Saved entries
++++++++++

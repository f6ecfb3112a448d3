//! Frame encoding: dithered pixels to cells, cells to packed bytes.
//!
//! A frame payload is the cell grid in raster order, each cell a
//! fixed-width bit record:
//!
//! ```text
//! single: [index]                 index_bits
//! dual:   [bg][fg][glyph]         2 * index_bits + cell_w * cell_h
//! ```
//!
//! `index_bits` is `ceil(log2(palette_len))`, so a one-colour palette needs
//! no index bits at all. Records are packed MSB-first without alignment;
//! only the end of the payload is padded to a whole byte.

mod bits;
mod cell;

pub use bits::{BitReader, BitWriter};

use std::sync::Arc;

use ctif_dither::{DistanceMetric, Palette, QuantizedImage, Rgb};
use rayon::prelude::*;

use crate::error::{CtifError, Result};
use crate::models::{CellGeometry, Frame, QuantizedCell};

/// Bits needed to address every entry of a palette with `len` colours.
pub fn index_bits(len: usize) -> u32 {
    if len <= 1 {
        0
    } else {
        usize::BITS - (len - 1).leading_zeros()
    }
}

/// Turns dithered images into cell grids and cell grids into bytes.
#[derive(Debug, Clone)]
pub struct FrameEncoder {
    palette: Arc<Palette>,
    geometry: CellGeometry,
    metric: DistanceMetric,
    index_bits: u32,
}

impl FrameEncoder {
    /// # Errors
    ///
    /// [`CtifError::UnsupportedGeometry`] when a dual cell covers zero or
    /// more than eight sub-pixels.
    pub fn new(palette: Arc<Palette>, geometry: CellGeometry) -> Result<Self> {
        geometry
            .check()
            .map_err(|reason| CtifError::UnsupportedGeometry {
                width: geometry.width(),
                height: geometry.height(),
                cell: geometry,
                reason,
            })?;

        let index_bits = index_bits(palette.len());
        Ok(Self {
            palette,
            geometry,
            metric: DistanceMetric::default(),
            index_bits,
        })
    }

    /// Distance used when fitting dual cells.
    pub fn metric(mut self, metric: DistanceMetric) -> Self {
        self.metric = metric;
        self
    }

    pub fn palette(&self) -> &Arc<Palette> {
        &self.palette
    }

    pub fn geometry(&self) -> CellGeometry {
        self.geometry
    }

    pub fn index_bits(&self) -> u32 {
        self.index_bits
    }

    /// Bits per cell record.
    pub fn record_bits(&self) -> usize {
        let ib = self.index_bits as usize;
        match self.geometry {
            CellGeometry::Single => ib,
            CellGeometry::Dual { width, height } => 2 * ib + width as usize * height as usize,
        }
    }

    /// Payload size in bytes for a `cols x rows` grid.
    pub fn payload_len(&self, cols: usize, rows: usize) -> usize {
        (cols * rows * self.record_bits()).div_ceil(8)
    }

    /// Group a dithered image into cells.
    ///
    /// `source` holds the undithered pixels `image` was made from; dual
    /// cells pick their colour pair against it. Image dimensions must be
    /// multiples of the cell size. Cell rows are fitted in parallel and
    /// collected in order.
    pub fn quantize_cells(&self, image: &QuantizedImage, source: &[Rgb]) -> Result<Frame> {
        let (cw, ch) = (self.geometry.width(), self.geometry.height());
        let unsupported = |reason: String| CtifError::UnsupportedGeometry {
            width: image.width(),
            height: image.height(),
            cell: self.geometry,
            reason,
        };
        if image.width() % cw != 0 || image.height() % ch != 0 {
            return Err(unsupported(
                "image size is not a multiple of the cell size".to_string(),
            ));
        }
        if source.len() != image.width() * image.height() {
            return Err(unsupported(format!(
                "source has {} pixels, image has {}",
                source.len(),
                image.width() * image.height()
            )));
        }

        let cols = image.width() / cw;
        let rows = image.height() / ch;

        let cells: Vec<QuantizedCell> = match self.geometry {
            CellGeometry::Single => image
                .indices()
                .iter()
                .map(|&i| QuantizedCell::Single(i))
                .collect(),
            CellGeometry::Dual { .. } => {
                let grid: Vec<Vec<QuantizedCell>> = (0..rows)
                    .into_par_iter()
                    .map(|row| {
                        (0..cols)
                            .map(|col| self.fit_cell(image, source, col * cw, row * ch))
                            .collect()
                    })
                    .collect();
                grid.into_iter().flatten().collect()
            }
        };

        Ok(Frame {
            cols,
            rows,
            cells,
            palette: Arc::clone(&self.palette),
            geometry: self.geometry,
        })
    }

    fn fit_cell(&self, image: &QuantizedImage, source: &[Rgb], x0: usize, y0: usize) -> QuantizedCell {
        let (cw, ch) = (self.geometry.width(), self.geometry.height());
        let mut pixels = Vec::with_capacity(cw * ch);
        let mut indices = Vec::with_capacity(cw * ch);
        let mut effective = Vec::with_capacity(cw * ch);
        for y in y0..y0 + ch {
            for x in x0..x0 + cw {
                pixels.push(source[y * image.width() + x].to_f32());
                indices.push(image.index_at(x, y));
                effective.push(image.effective_at(x, y));
            }
        }
        cell::fit_dual(&pixels, &effective, &indices, &self.palette, self.metric)
    }

    /// Pack a frame's cells into payload bytes.
    pub fn encode(&self, frame: &Frame) -> Vec<u8> {
        let ib = self.index_bits;
        let mut writer = BitWriter::with_capacity(frame.cells.len() * self.record_bits());
        let glyph_bits = (self.geometry.width() * self.geometry.height()) as u32;

        for cell in &frame.cells {
            match *cell {
                QuantizedCell::Single(index) => writer.write(index as u32, ib),
                QuantizedCell::Dual { bg, fg, glyph } => {
                    writer.write(bg as u32, ib);
                    writer.write(fg as u32, ib);
                    writer.write(glyph as u32, glyph_bits);
                }
            }
        }
        writer.finish()
    }

    /// Unpack a payload produced by [`encode`](Self::encode).
    ///
    /// # Errors
    ///
    /// [`CtifError::CorruptContainer`] (offsets relative to `bytes`) when
    /// the payload has the wrong length or references a palette index that
    /// does not exist.
    pub fn decode(&self, bytes: &[u8], cols: usize, rows: usize) -> Result<Vec<QuantizedCell>> {
        let expected = self.payload_len(cols, rows);
        if bytes.len() != expected {
            return Err(CtifError::corrupt(
                0,
                format!(
                    "frame payload is {} bytes, expected {expected}",
                    bytes.len()
                ),
            ));
        }

        let ib = self.index_bits;
        let glyph_bits = (self.geometry.width() * self.geometry.height()) as u32;
        let mut reader = BitReader::new(bytes);
        let mut cells = Vec::with_capacity(cols * rows);

        for _ in 0..cols * rows {
            let offset = reader.position() / 8;
            let mut index = || -> Result<u8> {
                let value = reader
                    .read(ib)
                    .ok_or_else(|| CtifError::corrupt(offset, "frame payload truncated"))?;
                if value as usize >= self.palette.len() {
                    return Err(CtifError::corrupt(
                        offset,
                        format!("palette index {value} out of range"),
                    ));
                }
                Ok(value as u8)
            };

            let cell = match self.geometry {
                CellGeometry::Single => QuantizedCell::Single(index()?),
                CellGeometry::Dual { .. } => {
                    let bg = index()?;
                    let fg = index()?;
                    let glyph = reader
                        .read(glyph_bits)
                        .ok_or_else(|| CtifError::corrupt(offset, "frame payload truncated"))?;
                    QuantizedCell::Dual {
                        bg,
                        fg,
                        glyph: glyph as u8,
                    }
                }
            };
            cells.push(cell);
        }
        Ok(cells)
    }
}

#[cfg(test)]
mod tests {
    use super::*;

    fn palette(n: usize) -> Arc<Palette> {
        let colors: Vec<Rgb> = (0..n).map(|i| Rgb::new(i as u8, i as u8, i as u8)).collect();
        Arc::new(Palette::new(&colors).unwrap())
    }

    /// Source pixels for an image that was not dithered.
    fn undithered(image: &QuantizedImage) -> Vec<Rgb> {
        image.effective().iter().map(|&c| Rgb::from_f32(c)).collect()
    }

    #[test]
    fn test_index_bits() {
        assert_eq!(index_bits(1), 0);
        assert_eq!(index_bits(2), 1);
        assert_eq!(index_bits(3), 2);
        assert_eq!(index_bits(4), 2);
        assert_eq!(index_bits(5), 3);
        assert_eq!(index_bits(16), 4);
        assert_eq!(index_bits(17), 5);
        assert_eq!(index_bits(256), 8);
    }

    #[test]
    fn test_rejects_oversized_dual_cell() {
        let result = FrameEncoder::new(palette(2), CellGeometry::Dual { width: 3, height: 3 });
        assert!(matches!(result, Err(CtifError::UnsupportedGeometry { .. })));
    }

    #[test]
    fn test_single_cells_pack_tightly() {
        let encoder = FrameEncoder::new(palette(4), CellGeometry::Single).unwrap();
        let image = QuantizedImage::new(vec![3, 0, 1, 2, 3], vec![[0.0; 3]; 5], 5, 1);
        let frame = encoder.quantize_cells(&image, &undithered(&image)).unwrap();
        // 2 bits each: 11 00 01 10 | 11 000000
        assert_eq!(encoder.encode(&frame), vec![0b1100_0110, 0b1100_0000]);
    }

    #[test]
    fn test_one_color_palette_has_empty_single_payload() {
        let encoder = FrameEncoder::new(palette(1), CellGeometry::Single).unwrap();
        let image = QuantizedImage::new(vec![0; 6], vec![[0.0; 3]; 6], 3, 2);
        let frame = encoder.quantize_cells(&image, &undithered(&image)).unwrap();
        assert!(encoder.encode(&frame).is_empty());
        assert_eq!(encoder.decode(&[], 3, 2).unwrap(), vec![QuantizedCell::Single(0); 6]);
    }

    #[test]
    fn test_dual_record_layout() {
        let pal = Arc::new(Palette::new(&[Rgb::BLACK, Rgb::WHITE]).unwrap());
        let encoder = FrameEncoder::new(pal, CellGeometry::Dual { width: 2, height: 2 }).unwrap();
        let image = QuantizedImage::new(
            vec![1, 0, 0, 0],
            vec![[255.0; 3], [0.0; 3], [0.0; 3], [0.0; 3]],
            2,
            2,
        );
        let frame = encoder.quantize_cells(&image, &undithered(&image)).unwrap();
        assert_eq!(frame.cells, vec![QuantizedCell::Dual { bg: 0, fg: 1, glyph: 0b1000 }]);
        // bg=0, fg=1, glyph=1000 -> 0 1 1000 + 2 padding bits
        assert_eq!(encoder.encode(&frame), vec![0b0110_0000]);
    }

    #[test]
    fn test_dual_cells_in_raster_order() {
        let pal = Arc::new(Palette::new(&[Rgb::BLACK, Rgb::WHITE]).unwrap());
        let encoder = FrameEncoder::new(pal, CellGeometry::Dual { width: 1, height: 2 }).unwrap();
        // 2x4 image -> 2x2 cells
        let indices = vec![1, 0, 1, 0, 0, 0, 0, 1];
        let effective = indices.iter().map(|&i| [i as f32 * 255.0; 3]).collect();
        let image = QuantizedImage::new(indices, effective, 2, 4);
        let frame = encoder.quantize_cells(&image, &undithered(&image)).unwrap();
        assert_eq!((frame.cols, frame.rows), (2, 2));
        assert_eq!(frame.cell(0, 0), QuantizedCell::Dual { bg: 1, fg: 1, glyph: 0 });
        assert_eq!(frame.cell(1, 0), QuantizedCell::Dual { bg: 0, fg: 0, glyph: 0 });
        assert_eq!(frame.cell(1, 1), QuantizedCell::Dual { bg: 0, fg: 1, glyph: 0b01 });

        let bytes = encoder.encode(&frame);
        assert_eq!(encoder.decode(&bytes, 2, 2).unwrap(), frame.cells);
    }

    #[test]
    fn test_image_not_multiple_of_cell() {
        let encoder = FrameEncoder::new(palette(2), CellGeometry::Dual { width: 2, height: 4 }).unwrap();
        let image = QuantizedImage::new(vec![0; 12], vec![[0.0; 3]; 12], 3, 4);
        assert!(matches!(
            encoder.quantize_cells(&image, &undithered(&image)),
            Err(CtifError::UnsupportedGeometry { width: 3, height: 4, .. })
        ));
    }

    #[test]
    fn test_dual_pair_follows_source_not_dither() {
        let pal = Arc::new(Palette::from_hex(&["#000", "#555", "#aaa", "#fff"]).unwrap());
        let encoder = FrameEncoder::new(pal, CellGeometry::Dual { width: 2, height: 1 }).unwrap();
        // Dithered to black and white, but the source is two light greys.
        let image = QuantizedImage::new(vec![0, 3], vec![[0.0; 3], [255.0; 3]], 2, 1);
        let source = [Rgb::new(0xaa, 0xaa, 0xaa), Rgb::new(0xee, 0xee, 0xee)];
        let frame = encoder.quantize_cells(&image, &source).unwrap();
        assert_eq!(frame.cells, vec![QuantizedCell::Dual { bg: 2, fg: 3, glyph: 0b01 }]);
    }

    #[test]
    fn test_source_length_must_match_image() {
        let encoder = FrameEncoder::new(palette(2), CellGeometry::Single).unwrap();
        let image = QuantizedImage::new(vec![0; 4], vec![[0.0; 3]; 4], 2, 2);
        assert!(matches!(
            encoder.quantize_cells(&image, &[Rgb::BLACK; 3]),
            Err(CtifError::UnsupportedGeometry { width: 2, height: 2, .. })
        ));
    }

    #[test]
    fn test_decode_rejects_bad_length() {
        let encoder = FrameEncoder::new(palette(4), CellGeometry::Single).unwrap();
        let result = encoder.decode(&[0, 0], 2, 2);
        assert!(matches!(result, Err(CtifError::CorruptContainer { offset: 0, .. })));
    }

    #[test]
    fn test_decode_rejects_index_out_of_range() {
        // 3 colours use 2 bits, so index 3 is representable but invalid
        let encoder = FrameEncoder::new(palette(3), CellGeometry::Single).unwrap();
        let result = encoder.decode(&[0b0011_0000], 3, 1);
        match result {
            Err(CtifError::CorruptContainer { reason, .. }) => {
                assert_eq!(reason, "palette index 3 out of range");
            }
            other => panic!("Expected CorruptContainer, got {other:?}"),
        }
    }
}
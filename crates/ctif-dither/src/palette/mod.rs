//! Palette types and palette resolution
//!
//! A palette comes from one of three sources, selected by [`PaletteConfig`]:
//! a built-in table ([`FixedPalette`]), a user supplied list of hex colours,
//! or a k-means reduction of a sample image ([`AdaptivePalette`]).

mod adaptive;
mod config;
mod error;
mod fixed;
mod palette;

pub use adaptive::AdaptivePalette;
pub use config::PaletteConfig;
pub use error::{PaletteError, ParseColorError};
pub use fixed::FixedPalette;
pub use palette::Palette;

/// Largest palette the container format can address with an 8-bit index.
pub const MAX_PALETTE_SIZE: usize = 256;
//! Error types for colour parsing and palette construction.

use std::num::ParseIntError;
use std::path::PathBuf;

use thiserror::Error;

use super::MAX_PALETTE_SIZE;

/// Error returned when a hex colour string cannot be parsed.
#[derive(Debug, Clone, PartialEq, Eq, Error)]
pub enum ParseColorError {
    /// Hex string length (after stripping `#`) is not 3 or 6
    #[error("invalid hex color length {0} (expected 3 or 6 characters)")]
    InvalidLength(usize),

    #[error("invalid hex character: {0}")]
    InvalidHex(#[from] ParseIntError),
}

/// Error returned when a palette cannot be built.
#[derive(Debug, Clone, PartialEq, Eq, Error)]
pub enum PaletteError {
    /// Requested palette size is 0 or above [`MAX_PALETTE_SIZE`]
    #[error("invalid palette size {requested} (must be 1..={})", MAX_PALETTE_SIZE)]
    InvalidPaletteSize { requested: usize },

    /// Adaptive palette requested from a sample with no pixels
    #[error("cannot compute an adaptive palette from an empty sample")]
    EmptySample,

    #[error("invalid color at index {index}: {source}")]
    ParseColor {
        index: usize,
        #[source]
        source: ParseColorError,
    },

    /// Raw `[r, g, b]` palette table whose length is not a whole number
    /// of entries
    #[error("palette table of {len} bytes is not a multiple of 3")]
    TableLength { len: usize },

    #[error("{adaptive} adaptive entries do not fit a base palette of {base}")]
    AdaptiveExceedsBase { adaptive: usize, base: usize },

    #[error("cannot read palette file {}: {reason}", path.display())]
    ReadFile { path: PathBuf, reason: String },
}
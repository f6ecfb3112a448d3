//! Palette struct with precomputed channel data.
//!
//! A [`Palette`] is the ordered set of colours a display can show. The
//! position of a colour in the palette is its identity everywhere
//! downstream: dithered images, encoded cells and the container's palette
//! table all refer to entries by index.

use std::str::FromStr;

use super::error::PaletteError;
use super::MAX_PALETTE_SIZE;
use crate::color::Rgb;
use crate::quantize::{self, DistanceMetric};

/// An ordered, non-empty palette of at most [`MAX_PALETTE_SIZE`] colours.
///
/// # Precomputation
///
/// Float channel values and the mean nearest-neighbour spacing are computed
/// once at construction. A palette is never mutated afterwards, so it can be
/// shared freely between worker threads (wrap it in an `Arc`).
///
/// # Example
///
/// ```
/// use ctif_dither::{Palette, Rgb};
///
/// let palette = Palette::new(&[Rgb::BLACK, Rgb::WHITE]).unwrap();
/// assert_eq!(palette.len(), 2);
/// assert_eq!(palette.color(1), Rgb::WHITE);
/// ```
#[derive(Debug, Clone, PartialEq)]
pub struct Palette {
    colors: Vec<Rgb>,
    channels: Vec<[f32; 3]>,
    spacing: f32,
}

impl Palette {
    /// Create a palette from a list of colours.
    ///
    /// Duplicate entries are allowed; lookups resolve to the lowest index.
    ///
    /// # Errors
    ///
    /// [`PaletteError::InvalidPaletteSize`] when `colors` is empty or longer
    /// than [`MAX_PALETTE_SIZE`].
    pub fn new(colors: &[Rgb]) -> Result<Self, PaletteError> {
        if colors.is_empty() || colors.len() > MAX_PALETTE_SIZE {
            return Err(PaletteError::InvalidPaletteSize {
                requested: colors.len(),
            });
        }

        let channels: Vec<[f32; 3]> = colors.iter().map(|c| c.to_f32()).collect();
        let spacing = channel_spacing(&channels);

        Ok(Self {
            colors: colors.to_vec(),
            channels,
            spacing,
        })
    }

    /// Create a palette from hex colour strings such as `"#FF0000"` or `"F00"`.
    ///
    /// # Errors
    ///
    /// [`PaletteError::ParseColor`] naming the first malformed entry, or
    /// [`PaletteError::InvalidPaletteSize`].
    pub fn from_hex<S: AsRef<str>>(colors: &[S]) -> Result<Self, PaletteError> {
        let parsed = colors
            .iter()
            .enumerate()
            .map(|(index, s)| {
                Rgb::from_str(s.as_ref()).map_err(|source| PaletteError::ParseColor { index, source })
            })
            .collect::<Result<Vec<_>, _>>()?;
        Self::new(&parsed)
    }

    /// Create a palette from a raw `[r, g, b, r, g, b, ...]` table, the
    /// layout written by [`to_rgb_bytes`](Self::to_rgb_bytes) and used by
    /// palette files.
    ///
    /// # Errors
    ///
    /// [`PaletteError::TableLength`] when `bytes` does not hold whole
    /// entries, or [`PaletteError::InvalidPaletteSize`].
    pub fn from_rgb_bytes(bytes: &[u8]) -> Result<Self, PaletteError> {
        if bytes.len() % 3 != 0 {
            return Err(PaletteError::TableLength { len: bytes.len() });
        }
        let colors: Vec<Rgb> = bytes
            .chunks_exact(3)
            .map(|c| Rgb::new(c[0], c[1], c[2]))
            .collect();
        Self::new(&colors)
    }

    /// Number of colours in the palette.
    #[inline]
    pub fn len(&self) -> usize {
        self.colors.len()
    }

    /// Always `false`; empty palettes are rejected at construction.
    #[inline]
    pub fn is_empty(&self) -> bool {
        self.colors.is_empty()
    }

    /// Colour at `idx`.
    #[inline]
    pub fn color(&self, idx: usize) -> Rgb {
        self.colors[idx]
    }

    /// All colours in index order.
    #[inline]
    pub fn colors(&self) -> &[Rgb] {
        &self.colors
    }

    /// Colour at `idx` as floats in the 0..=255 scale.
    #[inline]
    pub fn channels(&self, idx: usize) -> [f32; 3] {
        self.channels[idx]
    }

    /// Mean per-channel distance between each entry and its nearest
    /// neighbour.
    ///
    /// Used as the amplitude of ordered dithering offsets: a pixel moved by
    /// this much can cross into an adjacent palette entry. Zero for a
    /// single-colour palette.
    #[inline]
    pub fn spacing(&self) -> f32 {
        self.spacing
    }

    /// Index of the entry nearest to `color` under `metric`.
    #[inline]
    pub fn nearest(&self, color: Rgb, metric: DistanceMetric) -> u8 {
        quantize::nearest(color.to_f32(), self, metric)
    }

    /// Index of the entry nearest to black, used as padding colour.
    #[inline]
    pub fn nearest_black(&self, metric: DistanceMetric) -> u8 {
        self.nearest(Rgb::BLACK, metric)
    }

    /// Palette table as packed `[r, g, b, r, g, b, ...]` bytes.
    pub fn to_rgb_bytes(&self) -> Vec<u8> {
        self.colors.iter().flat_map(|c| c.to_bytes()).collect()
    }
}

/// Mean Euclidean nearest-neighbour distance, divided by sqrt(3) so it
/// reads as a per-channel step.
fn channel_spacing(channels: &[[f32; 3]]) -> f32 {
    if channels.len() < 2 {
        return 0.0;
    }

    let total: f32 = channels
        .iter()
        .enumerate()
        .map(|(i, a)| {
            channels
                .iter()
                .enumerate()
                .filter(|&(j, _)| j != i)
                .map(|(_, b)| DistanceMetric::Euclidean.distance(*a, *b))
                .fold(f32::MAX, f32::min)
                .sqrt()
        })
        .sum();

    total / channels.len() as f32 / 3f32.sqrt()
}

++++++++++

• WHAT THIS TASK INVOLVES
Please count the lines above containing "TableLength"; number only.

• ANSWER TO THE EXERCISE
3